Give the number of lines below that hold the string "info", and nothing more.
####
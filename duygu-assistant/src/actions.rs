// Copyright (c) 2025-2026 brdigetrlol. All rights reserved.
// SPDX-License-Identifier: LicenseRef-Icarus-Proprietary
// See LICENSE in the repository root for full license terms.

//! Desktop actions and the registry of named action sequences.
//!
//! The assistant never touches the browser or keyboard directly. It hands
//! [`Action`]s to an [`ActionSink`], which keeps platform automation out of
//! the command logic and lets tests record what would have happened.

use std::sync::{Arc, Mutex, PoisonError};

use anyhow::Result;
use serde::{Deserialize, Serialize};
use tracing::info;

const SEARCH_URL: &str = "https://www.google.com/search?q=";
const YOUTUBE_SEARCH_URL: &str = "https://www.youtube.com/results?search_query=";
const SPOTIFY_SEARCH_URL: &str = "https://open.spotify.com/search/";

fn plus_joined(query: &str) -> String {
    query.split_whitespace().collect::<Vec<_>>().join("+")
}

/// One side effect on the host desktop.
#[derive(Debug, Clone, PartialEq, Eq, Serialize, Deserialize)]
#[serde(tag = "kind", rename_all = "snake_case")]
pub enum Action {
    /// Open a URL in the default browser.
    OpenUrl { url: String },
    /// Press a single key `repeat` times.
    KeyPress { key: String, repeat: u32 },
    /// Press a key combination, modifiers first.
    Hotkey { keys: Vec<String> },
}

impl Action {
    pub fn open(url: impl Into<String>) -> Self {
        Self::OpenUrl { url: url.into() }
    }

    pub fn press(key: impl Into<String>) -> Self {
        Self::press_n(key, 1)
    }

    pub fn press_n(key: impl Into<String>, repeat: u32) -> Self {
        Self::KeyPress {
            key: key.into(),
            repeat,
        }
    }

    pub fn hotkey(keys: &[&str]) -> Self {
        Self::Hotkey {
            keys: keys.iter().map(|k| k.to_string()).collect(),
        }
    }

    /// Google search for `query`, words joined with '+'.
    pub fn search(query: &str) -> Self {
        Self::open(format!("{SEARCH_URL}{}", plus_joined(query)))
    }
}

/// Where songs and videos are played.
#[derive(Debug, Clone, Copy, PartialEq, Eq, Serialize, Deserialize)]
#[serde(rename_all = "snake_case")]
pub enum Platform {
    YouTube,
    Spotify,
}

impl Platform {
    /// Platform named in a reply such as "youtube'dan olsun".
    pub fn detect(text: &str) -> Option<Self> {
        let lower = text.to_lowercase();
        if lower.contains("youtube") {
            Some(Self::YouTube)
        } else if lower.contains("spotify") {
            Some(Self::Spotify)
        } else {
            None
        }
    }

    pub fn label(self) -> &'static str {
        match self {
            Self::YouTube => "YouTube",
            Self::Spotify => "Spotify",
        }
    }

    /// Search page for `query` on this platform.
    pub fn search(self, query: &str) -> Action {
        let base = match self {
            Self::YouTube => YOUTUBE_SEARCH_URL,
            Self::Spotify => SPOTIFY_SEARCH_URL,
        };
        Action::open(format!("{base}{}", plus_joined(query)))
    }
}

/// Executes actions on the host.
pub trait ActionSink: Send + Sync {
    fn execute(&self, action: &Action) -> Result<()>;
}

impl<T: ActionSink + ?Sized> ActionSink for Arc<T> {
    fn execute(&self, action: &Action) -> Result<()> {
        (**self).execute(action)
    }
}

/// Logs each action instead of performing it. Default for the console binary.
#[derive(Debug, Default)]
pub struct LoggingActionSink;

impl ActionSink for LoggingActionSink {
    fn execute(&self, action: &Action) -> Result<()> {
        match action {
            Action::OpenUrl { url } => info!(url = %url, "open url"),
            Action::KeyPress { key, repeat } => info!(key = %key, repeat, "key press"),
            Action::Hotkey { keys } => info!(keys = %keys.join("+"), "hotkey"),
        }
        Ok(())
    }
}

/// Records every executed action.
#[derive(Debug, Default)]
pub struct RecordingActionSink {
    executed: Mutex<Vec<Action>>,
}

impl RecordingActionSink {
    pub fn executed(&self) -> Vec<Action> {
        self.executed.lock().unwrap_or_else(PoisonError::into_inner).clone()
    }
}

impl ActionSink for RecordingActionSink {
    fn execute(&self, action: &Action) -> Result<()> {
        self.executed
            .lock()
            .unwrap_or_else(PoisonError::into_inner)
            .push(action.clone());
        Ok(())
    }
}

/// A named action sequence with its spoken announcement.
#[derive(Debug, Clone, PartialEq, Serialize, Deserialize)]
pub struct ActionEntry {
    /// Unique name, referenced by router rules.
    pub name: String,
    pub description: String,
    pub steps: Vec<Action>,
    /// Spoken before the steps run.
    pub announcement: String,
}

impl ActionEntry {
    fn new(name: &str, description: &str, announcement: &str, steps: Vec<Action>) -> Self {
        Self {
            name: name.into(),
            description: description.into(),
            steps,
            announcement: announcement.into(),
        }
    }
}

#[derive(Debug, Clone, Default)]
pub struct ActionRegistry {
    entries: Vec<ActionEntry>,
}

impl ActionRegistry {
    pub fn new() -> Self {
        Self::default()
    }

    pub fn with_defaults() -> Self {
        let mut registry = Self::new();
        registry.register_defaults();
        registry
    }

    fn register_defaults(&mut self) {
        let defaults = [
            ActionEntry::new("spotify", "Spotify web player", "Spotify açılıyor", vec![Action::open("https://open.spotify.com")]),
            ActionEntry::new("youtube", "YouTube", "YouTube açılıyor", vec![Action::open("https://www.youtube.com")]),
            ActionEntry::new("news", "Google News", "Google Haberler açılıyor", vec![Action::open("https://news.google.com")]),
            ActionEntry::new("netflix", "Netflix", "Netflix açılıyor", vec![Action::open("https://www.netflix.com")]),
            ActionEntry::new("maps", "Google Maps", "Google Haritalar açılıyor", vec![Action::open("https://www.google.com/maps")]),
            ActionEntry::new("pause", "Pause playback", "Müzik duraklatıldı", vec![Action::press("space")]),
            ActionEntry::new("resume", "Resume playback", "Müzik devam ediyor", vec![Action::press("space")]),
            ActionEntry::new("next", "Next track", "Sonraki şarkıya geçiliyor", vec![Action::press("nexttrack")]),
            ActionEntry::new("next_video", "Next YouTube video", "Video değiştiriliyor", vec![Action::hotkey(&["shift", "n"])]),
            ActionEntry::new("previous", "Previous track", "Önceki şarkıya geçiliyor", vec![Action::press("prevtrack")]),
            ActionEntry::new("fullscreen", "Toggle fullscreen video", "YouTube tam ekran yapıldı", vec![Action::press("f")]),
            ActionEntry::new("volume_up", "Raise volume", "Ses açılıyor", vec![Action::press_n("volumeup", 5)]),
            ActionEntry::new("volume_down", "Lower volume", "Ses kısılıyor", vec![Action::press_n("volumedown", 5)]),
            ActionEntry::new("new_tab", "Open a browser tab", "Yeni sekme açılıyor", vec![Action::hotkey(&["ctrl", "t"])]),
            ActionEntry::new("close_tab", "Close the browser tab", "Sekme kapatılıyor", vec![Action::hotkey(&["ctrl", "w"])]),
            ActionEntry::new(
                "switch_tab",
                "Close the tab and move to the next one",
                "Sekme kapatıldı ve diğer sekmeye geçildi",
                vec![Action::hotkey(&["ctrl", "w"]), Action::hotkey(&["ctrl", "tab"])],
            ),
        ];
        self.entries.extend(defaults);
    }

    /// Register an entry, replacing one with the same name.
    pub fn register(&mut self, entry: ActionEntry) {
        self.entries.retain(|e| e.name != entry.name);
        self.entries.push(entry);
    }

    pub fn unregister(&mut self, name: &str) -> bool {
        let before = self.entries.len();
        self.entries.retain(|e| e.name != name);
        self.entries.len() < before
    }

    pub fn get(&self, name: &str) -> Option<&ActionEntry> {
        self.entries.iter().find(|e| e.name == name)
    }

    pub fn list(&self) -> &[ActionEntry] {
        &self.entries
    }
}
####
- EXERCISE OUTPUT -
4